#### [Stored records]
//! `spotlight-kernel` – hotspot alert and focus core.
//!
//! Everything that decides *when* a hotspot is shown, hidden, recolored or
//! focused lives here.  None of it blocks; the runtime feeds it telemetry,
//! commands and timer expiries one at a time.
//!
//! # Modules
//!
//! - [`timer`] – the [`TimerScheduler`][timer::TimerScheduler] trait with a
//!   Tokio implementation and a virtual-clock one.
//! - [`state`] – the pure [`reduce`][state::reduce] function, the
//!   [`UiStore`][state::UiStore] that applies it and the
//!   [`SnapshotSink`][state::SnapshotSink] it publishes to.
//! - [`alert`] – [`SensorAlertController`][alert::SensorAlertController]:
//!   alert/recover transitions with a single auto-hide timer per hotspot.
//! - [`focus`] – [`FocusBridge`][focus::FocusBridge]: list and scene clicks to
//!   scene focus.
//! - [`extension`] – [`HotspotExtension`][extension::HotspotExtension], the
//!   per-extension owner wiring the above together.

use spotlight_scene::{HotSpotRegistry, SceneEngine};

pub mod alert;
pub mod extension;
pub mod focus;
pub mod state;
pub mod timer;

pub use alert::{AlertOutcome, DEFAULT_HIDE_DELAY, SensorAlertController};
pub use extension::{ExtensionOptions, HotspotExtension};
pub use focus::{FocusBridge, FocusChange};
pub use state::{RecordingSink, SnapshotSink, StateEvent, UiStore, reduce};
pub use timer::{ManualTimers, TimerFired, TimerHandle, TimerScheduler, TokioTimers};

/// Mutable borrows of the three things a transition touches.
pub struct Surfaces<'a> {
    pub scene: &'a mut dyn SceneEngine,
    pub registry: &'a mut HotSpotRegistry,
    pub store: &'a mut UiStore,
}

#### [PROBLEM]
Every line of the data above is to be repeated exactly.

#### [OUTPUT FOR THIS TASK]
//! `spotlight-kernel` – hotspot alert and focus core.
//!
//! Everything that decides *when* a hotspot is shown, hidden, recolored or
//! focused lives here.  None of it blocks; the runtime feeds it telemetry,
//! commands and timer expiries one at a time.
//!
//! # Modules
//!
//! - [`timer`] – the [`TimerScheduler`][timer::TimerScheduler] trait with a
//!   Tokio implementation and a virtual-clock one.
//! - [`state`] – the pure [`reduce`][state::reduce] function, the
//!   [`UiStore`][state::UiStore] that applies it and the
//!   [`SnapshotSink`][state::SnapshotSink] it publishes to.
//! - [`alert`] – [`SensorAlertController`][alert::SensorAlertController]:
//!   alert/recover transitions with a single auto-hide timer per hotspot.
//! - [`focus`] – [`FocusBridge`][focus::FocusBridge]: list and scene clicks to
//!   scene focus.
//! - [`extension`] – [`HotspotExtension`][extension::HotspotExtension], the
//!   per-extension owner wiring the above together.

use spotlight_scene::{HotSpotRegistry, SceneEngine};

pub mod alert;
pub mod extension;
pub mod focus;
pub mod state;
pub mod timer;

pub use alert::{AlertOutcome, DEFAULT_HIDE_DELAY, SensorAlertController};
pub use extension::{ExtensionOptions, HotspotExtension};
pub use focus::{FocusBridge, FocusChange};
pub use state::{RecordingSink, SnapshotSink, StateEvent, UiStore, reduce};
pub use timer::{ManualTimers, TimerFired, TimerHandle, TimerScheduler, TokioTimers};

/// Mutable borrows of the three things a transition touches.
pub struct Surfaces<'a> {
    pub scene: &'a mut dyn SceneEngine,
    pub registry: &'a mut HotSpotRegistry,
    pub store: &'a mut UiStore,
}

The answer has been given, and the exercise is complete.